The latest in the ongoing drama is the suggestion across various celebrity news outlets that Big Sean's lyric about Ariana's billion dollar pussy, on his track “Stay Down," is what caused their break-up. While Ariana has stayed silent on all of this, the world has revealed a total fascination with who gets to talk about (and touch) her body. We read her quietness as passivity, and speak about her as if she had no part to play in her onstage cuddles with Bieber. Never mind that Grande is a grown woman who frequently expresses her sexual desire on record with lines like Get on your knees/ Wanna see you looking up and Anybody could be good to you/ You need a bad girl to blow your mind. The public is still incapable of viewing her as a sexual agent.
Not surprisingly, the internet's favourite running joke about the former Nickelodeon star is that she is actually a baby. Frequently referred to as wearing diapers and depicted as a child, Grande is stuck in the sort of Peter Pan realm that seems to be applied to all female stars who find fame young—take a look at the paternalistic way Sinead O'Connor and many others reacted to Miley Cyrus back in 2013 when she started, well, being Miley Cyrus. We talk about Ariana and Miley as though they are vulnerable and in need of protection; we get anxious seeing them put in sexualized situations, imagining their fathers wringing their hands backstage. Imagine for a second if Ariana had kissed Drake at Coachella instead of Madonna. It would have blown up with coverage, but more than likely the centre of the speculation would have been: “What does Big Sean think?"

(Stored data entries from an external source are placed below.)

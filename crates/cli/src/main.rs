//! Greenhouse CLI - browse the plant catalog and manage a cart and wishlist.
//!
//! # Usage
//!
//! ```bash
//! # Browse the catalog
//! greenhouse plants list --search fern --category Indoor --in-stock
//!
//! # Add a plant to the cart
//! greenhouse cart add 64f1c0ffee --quantity 2
//!
//! # Toggle a plant on the wishlist
//! greenhouse wishlist toggle 64f1c0ffee
//! ```
//!
//! # Environment Variables
//!
//! See `greenhouse_storefront::config` for backend settings. `SENTRY_DSN`
//! enables error reporting. `RUST_LOG` overrides the log filter.

#![cfg_attr(not(test), forbid(unsafe_code))]

use std::process::ExitCode;

use clap::{Parser, Subcommand};
use greenhouse_core::{CareLevel, LightRequirement};
use greenhouse_storefront::{Session, StorefrontConfig};
use sentry::integrations::tracing as sentry_tracing;
use tracing_subscriber::{Layer, layer::SubscriberExt, util::SubscriberInitExt};

mod commands;

#[derive(Parser)]
#[command(name = "greenhouse")]
#[command(author, version, about = "Greenhouse plant shop")]
struct Cli {
    /// Print results as JSON
    #[arg(long, global = true)]
    json: bool,

    /// Emit logs as JSON lines
    #[arg(long, global = true)]
    json_logs: bool,

    #[command(subcommand)]
    command: Commands,
}

#[derive(Subcommand)]
enum Commands {
    /// Browse and manage the plant catalog
    Plants {
        #[command(subcommand)]
        action: PlantsAction,
    },
    /// Manage the cart
    Cart {
        #[command(subcommand)]
        action: CartAction,
    },
    /// Manage the wishlist
    Wishlist {
        #[command(subcommand)]
        action: WishlistAction,
    },
    /// Print the local user id
    Whoami,
}

#[derive(Subcommand)]
enum PlantsAction {
    /// List plants, filtered locally
    List {
        /// Substring of the common or scientific name
        #[arg(short, long)]
        search: Option<String>,

        /// Only plants in this category
        #[arg(short, long)]
        category: Option<String>,

        /// Hide plants that are out of stock
        #[arg(long)]
        in_stock: bool,
    },
    /// Show one plant
    Show { id: String },
    /// List category labels
    Categories,
    /// Add a plant to the catalog
    Add(AddPlantArgs),
    /// Delete a plant from the catalog
    Delete { id: String },
}

#[derive(clap::Args)]
struct AddPlantArgs {
    #[arg(short, long)]
    name: String,

    /// Price, e.g. 199 or 249.50
    #[arg(short, long)]
    price: String,

    /// Category label; repeat for several
    #[arg(short, long = "category", required = true)]
    categories: Vec<String>,

    #[arg(long)]
    scientific_name: Option<String>,

    #[arg(long)]
    description: Option<String>,

    /// Image URL
    #[arg(long)]
    image: Option<String>,

    /// Care level (Easy, Medium, Hard)
    #[arg(long, default_value = "Medium")]
    care: CareLevel,

    /// Light requirement (Low, Medium, High)
    #[arg(long, default_value = "Medium")]
    light: LightRequirement,

    /// Create the plant as unavailable
    #[arg(long)]
    out_of_stock: bool,
}

#[derive(Subcommand)]
enum CartAction {
    /// Show the cart and order summary
    Show,
    /// Add a plant to the cart
    Add {
        id: String,
        #[arg(short, long, default_value_t = 1)]
        quantity: u32,
    },
    /// Set a line's quantity; zero or less removes it
    Set {
        id: String,
        #[arg(allow_negative_numbers = true)]
        quantity: i64,
    },
    /// Remove a line
    Remove { id: String },
    /// Empty the cart
    Clear,
    /// Proceed to checkout
    Checkout,
}

#[derive(Subcommand)]
enum WishlistAction {
    /// Show wishlisted plants
    Show,
    /// Add a plant
    Add { id: String },
    /// Remove a plant
    Remove { id: String },
    /// Add the plant if absent, remove it if present
    Toggle { id: String },
}

/// Initialize Sentry error tracking and return guard that must be kept alive.
fn init_sentry() -> Option<sentry::ClientInitGuard> {
    let dsn = std::env::var("SENTRY_DSN")
        .ok()
        .filter(|dsn| !dsn.trim().is_empty())?;

    let guard = sentry::init((
        dsn,
        sentry::ClientOptions {
            release: sentry::release_name!(),
            attach_stacktrace: true,
            ..Default::default()
        },
    ));

    Some(guard)
}

/// Filter tracing events to Sentry event types.
fn sentry_event_filter(metadata: &tracing::Metadata<'_>) -> sentry_tracing::EventFilter {
    match *metadata.level() {
        tracing::Level::ERROR => sentry_tracing::EventFilter::Event,
        tracing::Level::WARN | tracing::Level::INFO => sentry_tracing::EventFilter::Breadcrumb,
        _ => sentry_tracing::EventFilter::Ignore,
    }
}

fn init_tracing(json: bool) {
    let env_filter = tracing_subscriber::EnvFilter::try_from_default_env()
        .unwrap_or_else(|_| "greenhouse_storefront=info,greenhouse=info".into());

    let fmt_layer = if json {
        tracing_subscriber::fmt::layer()
            .json()
            .with_writer(std::io::stderr)
            .boxed()
    } else {
        tracing_subscriber::fmt::layer()
            .with_writer(std::io::stderr)
            .boxed()
    };

    tracing_subscriber::registry()
        .with(env_filter)
        .with(fmt_layer)
        .with(sentry_tracing::layer().event_filter(sentry_event_filter))
        .init();
}

#[tokio::main]
async fn main() -> ExitCode {
    let cli = Cli::parse();

    // Configuration first: it loads `.env`, which may carry SENTRY_DSN.
    let config = StorefrontConfig::from_env();

    // Sentry must be initialized before the tracing subscriber
    let _sentry_guard = init_sentry();
    init_tracing(cli.json_logs);

    let result = match config {
        Ok(config) => run(cli, config).await,
        Err(e) => Err(e.into()),
    };

    // Returning (rather than exiting) drops the Sentry guard, which flushes
    // queued events.
    match result {
        Ok(()) => ExitCode::SUCCESS,
        Err(e) => {
            if greenhouse_storefront::error::is_reportable(e.as_ref()) {
                tracing::error!("Command failed: {e}");
            } else {
                tracing::warn!("Command failed: {e}");
            }
            ExitCode::FAILURE
        }
    }
}

async fn run(cli: Cli, config: StorefrontConfig) -> Result<(), Box<dyn std::error::Error>> {
    let session = Session::new(config)?;
    let output = commands::Output::new(cli.json, session.notifications().subscribe());

    let result = match cli.command {
        Commands::Plants { action } => match action {
            PlantsAction::List {
                search,
                category,
                in_stock,
            } => commands::plants::list(&session, &output, search, category, in_stock).await,
            PlantsAction::Show { id } => commands::plants::show(&session, &output, &id).await,
            PlantsAction::Categories => commands::plants::categories(&session, &output).await,
            PlantsAction::Add(args) => {
                let mut form = greenhouse_storefront::forms::AddPlantForm::new();
                form.open();
                form.name = args.name;
                form.price = args.price;
                for category in &args.categories {
                    form.add_category(category);
                }
                form.scientific_name = args.scientific_name.unwrap_or_default();
                form.description = args.description.unwrap_or_default();
                form.image = args.image.unwrap_or_default();
                form.care_level = args.care;
                form.light_requirement = args.light;
                form.stock = !args.out_of_stock;
                commands::plants::add(&session, &output, form).await
            }
            PlantsAction::Delete { id } => commands::plants::delete(&session, &output, &id).await,
        },
        Commands::Cart { action } => {
            session.start().await;
            match action {
                CartAction::Show => commands::cart::show(&session, &output),
                CartAction::Add { id, quantity } => {
                    commands::cart::add(&session, &output, &id, quantity).await
                }
                CartAction::Set { id, quantity } => {
                    commands::cart::set(&session, &output, &id, quantity).await
                }
                CartAction::Remove { id } => commands::cart::remove(&session, &output, &id).await,
                CartAction::Clear => commands::cart::clear(&session, &output).await,
                CartAction::Checkout => commands::cart::checkout(&session, &output),
            }
        }
        Commands::Wishlist { action } => {
            session.start().await;
            match action {
                WishlistAction::Show => commands::wishlist::show(&session, &output).await,
                WishlistAction::Add { id } => commands::wishlist::add(&session, &output, &id).await,
                WishlistAction::Remove { id } => {
                    commands::wishlist::remove(&session, &output, &id).await
                }
                WishlistAction::Toggle { id } => {
                    commands::wishlist::toggle(&session, &output, &id).await
                }
            }
        }
        Commands::Whoami => {
            output.line(session.user_id().as_str());
            Ok(())
        }
    };

    // Let confirmatory refetches land so the printed state is final.
    session.shutdown().await;
    output.flush_notices();

    result
}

Women in pop culture are presented with a lose-lose situation. Be Ariana Grande, consistently denied your own sexual agency while being sexualised; or be Madonna, whose sexual agency is “ghastly" because she doesn't fit society's criteria of sexiness. These are two ends of a spectrum, but to watch the headlines surrounding them play out in tandem over the last few weeks, you'd think it really was that black and white. I'd hesitate to agree with Rita Ora that Madonna is “fighting" a worthy “ageist battle" when that fight involves her surprising her co-performers with her mouth mid-set, but all that story seems to have revealed is that our attitudes towards women in pop culture are pretty much prehistoric. We tell women, “be sexy and let us own you, or be unsexy and let us throw you away." Female performers don't just start fighting battles when they hit 50; the fights change, but their bodies are battlegrounds from the start.